# No Netflix on my Wifi?



## WhenCanNAgetCCSAdaptor? (Oct 4, 2020)

Hi folks!

I'm in Canada. My old wifi router died, so I replaced it. My car was without wifi for a week or so. Now my phone gets 3 of 4 possible bars of wifi in the car. I think the car reports a pretty good signal also. I can use the theatre mode to watch twitch and youtube over wifi with no issues. Netflix will not load. I have premiuim connectivity, so I turn off wifi, and netflix loads fine. The Wifi AP is 5 feet (1.5m) from the passenger side wing mirror, where the wifi antenna is. There is a brick wall, and the house' electrical entry goes past... but my phone and youtube have no issues at all. I've scheduled a service call, but this seems obviously like some kind of software thing. I rebooted it (holding both buttons down) no change. Should I do a full factory reset? I was wondering how much of pain it would be to get my settings back... any other ideas? The big thing is I'm not sure if my internet connection is good... will it get firmware? it is fine for youtube but not good enough for netflix?

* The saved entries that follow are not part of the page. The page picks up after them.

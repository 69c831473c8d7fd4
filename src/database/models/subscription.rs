//! Subscription database model.

use serde::{Deserialize, Serialize};
use sqlx::FromRow;

/// Subscription edge: `subscriber` follows `channel` (both users).
///
/// (subscriber_id, channel_id) is unique at the schema level, so repeated
/// subscribes cannot create duplicate edges.
#[derive(Debug, Clone, FromRow, Serialize, Deserialize)]
pub struct SubscriptionDbModel {
    /// Unique identifier (UUID)
    pub id: String,
    /// The user who subscribes
    pub subscriber_id: String,
    /// The user being subscribed to
    pub channel_id: String,
    /// Unix epoch milliseconds (UTC) when the edge was created.
    pub created_at: i64,
}

impl SubscriptionDbModel {
    /// Create a new subscription edge.
    pub fn new(subscriber_id: impl Into<String>, channel_id: impl Into<String>) -> Self {
        Self {
            id: uuid::Uuid::new_v4().to_string(),
            subscriber_id: subscriber_id.into(),
            channel_id: channel_id.into(),
            created_at: crate::database::time::now_ms(),
        }
    }
}
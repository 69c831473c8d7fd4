//! JWT authentication middleware.
//!
//! Accepts the access token either as an `Authorization: Bearer` header or
//! as the `accessToken` cookie, validates it, and injects the authenticated
//! user into request extensions.

use axum::{
    extract::Request,
    http::header::{AUTHORIZATION, COOKIE},
    middleware::Next,
    response::Response,
};
use std::sync::Arc;

use crate::api::error::ApiError;
use crate::api::jwt::{JwtError, JwtService};

/// Cookie name carrying the access token.
pub const ACCESS_TOKEN_COOKIE: &str = "accessToken";
/// Cookie name carrying the refresh token.
pub const REFRESH_TOKEN_COOKIE: &str = "refreshToken";

/// The authenticated user, injected into request extensions.
#[derive(Debug, Clone)]
pub struct CurrentUser {
    pub id: String,
    pub username: String,
    pub email: String,
    pub full_name: String,
}

/// Extract a Bearer token from the Authorization header.
fn bearer_token(request: &Request) -> Option<&str> {
    request
        .headers()
        .get(AUTHORIZATION)
        .and_then(|h| h.to_str().ok())
        .and_then(|s| s.strip_prefix("Bearer "))
        .map(str::trim)
        .filter(|t| !t.is_empty())
}

/// Extract a named cookie value from the Cookie header(s).
pub fn cookie_value<'a>(request: &'a Request, name: &str) -> Option<&'a str> {
    request
        .headers()
        .get_all(COOKIE)
        .iter()
        .filter_map(|h| h.to_str().ok())
        .flat_map(|h| h.split(';'))
        .filter_map(|pair| pair.trim().split_once('='))
        .find(|(key, _)| *key == name)
        .map(|(_, value)| value)
        .filter(|v| !v.is_empty())
}

/// JWT authentication middleware.
///
/// The Authorization header wins over the cookie when both are present.
pub async fn auth_middleware(
    jwt_service: Arc<JwtService>,
    mut request: Request,
    next: Next,
) -> Result<Response, ApiError> {
    let token = bearer_token(&request)
        .or_else(|| cookie_value(&request, ACCESS_TOKEN_COOKIE))
        .ok_or_else(|| ApiError::unauthorized("Missing authorization token"))?
        .to_string();

    let claims = jwt_service
        .validate_access_token(&token)
        .map_err(|e| match e {
            JwtError::TokenExpired => ApiError::unauthorized("Token has expired"),
            _ => ApiError::unauthorized("Invalid token"),
        })?;

    request.extensions_mut().insert(CurrentUser {
        id: claims.sub,
        username: claims.username,
        email: claims.email,
        full_name: claims.full_name,
    });

    Ok(next.run(request).await)
}

#[cfg(test)]
mod tests {
    use super::*;
    use axum::body::Body;
    use axum::http::Request as HttpRequest;

    fn request_with_headers(headers: &[(&str, &str)]) -> Request {
        let mut builder = HttpRequest::builder();
        for (name, value) in headers {
            builder = builder.header(*name, *value);
        }
        builder.body(Body::empty()).unwrap()
    }

    #[test]
    fn test_bearer_token_extraction() {
        let request = request_with_headers(&[("authorization", "Bearer abc.def.ghi")]);
        assert_eq!(bearer_token(&request), Some("abc.def.ghi"));

        let request = request_with_headers(&[("authorization", "Basic dXNlcjpwYXNz")]);
        assert_eq!(bearer_token(&request), None);

        let request = request_with_headers(&[]);
        assert_eq!(bearer_token(&request), None);
    }

    #[test]
    fn test_cookie_value_extraction() {
        let request = request_with_headers(&[(
            "cookie",
            "theme=dark; accessToken=abc.def.ghi; refreshToken=jkl",
        )]);
        assert_eq!(
            cookie_value(&request, ACCESS_TOKEN_COOKIE),
            Some("abc.def.ghi")
        );
        assert_eq!(cookie_value(&request, REFRESH_TOKEN_COOKIE), Some("jkl"));
        assert_eq!(cookie_value(&request, "missing"), None);
    }

    #[test]
    fn test_cookie_value_across_multiple_headers() {
        let request = request_with_headers(&[
            ("cookie", "theme=dark"),
            ("cookie", "accessToken=tok"),
        ]);
        assert_eq!(cookie_value(&request, ACCESS_TOKEN_COOKIE), Some("tok"));
    }
}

Does netflix work on wifi for other people?


----------



## Ed Woodrick (May 26, 2018)

What about other streaming services?


----------



## WhenCanNAgetCCSAdaptor? (Oct 4, 2020)

twitch is fine, youtube is fine... You mean the like spotify ?


----------



## Ed Woodrick (May 26, 2018)

If others are working, then that suggests all of your connectivity is good.


----------



## Bigriver (Jan 26, 2018)

WhenCanNAgetCCSAdaptor? said:


> Does netflix work on wifi for other people?


Yes, Netflix works on WiFi for me.


----------



## Garlan Garner (May 24, 2016)

Bigriver said:


> Yes, Netflix works on WiFi for me.


How about everyone else?

Does Netflix and Hulu and the internet browser work via WIFI when connected?

Or does the car still use LTE?


----------



## WhenCanNAgetCCSAdaptor? (Oct 4, 2020)

The car was fine using LTE. It had problem using netflix on wifi, and it would crash if you changed network config (add cell subtract wifi, or reverse) while it was running...
closing the loop: I entered a service call. got an update in mid-october. (not sure which update did it, either: 2020.40.4, or 2020.40.8.)
It has been working perfectly since then.


----------



## Kizzy (Jul 25, 2016)

Garlan Garner said:


> How about everyone else?
> 
> Does Netflix and Hulu and the internet browser work via WIFI when connected?
> 
> Or does the car still use LTE?


At home, my car only has WiFi and I can confirm it uses that for both Netflix and the browser. When out on crowded WiFi when LTE is available, I've noticed Netflix and YouTube experiencing issues though it would work fine over cellular.

As Tesla is incentivized to push video streaming to WiFi, I don't see why they'd do video over LTE when a working WiFi connection is enabled.


----------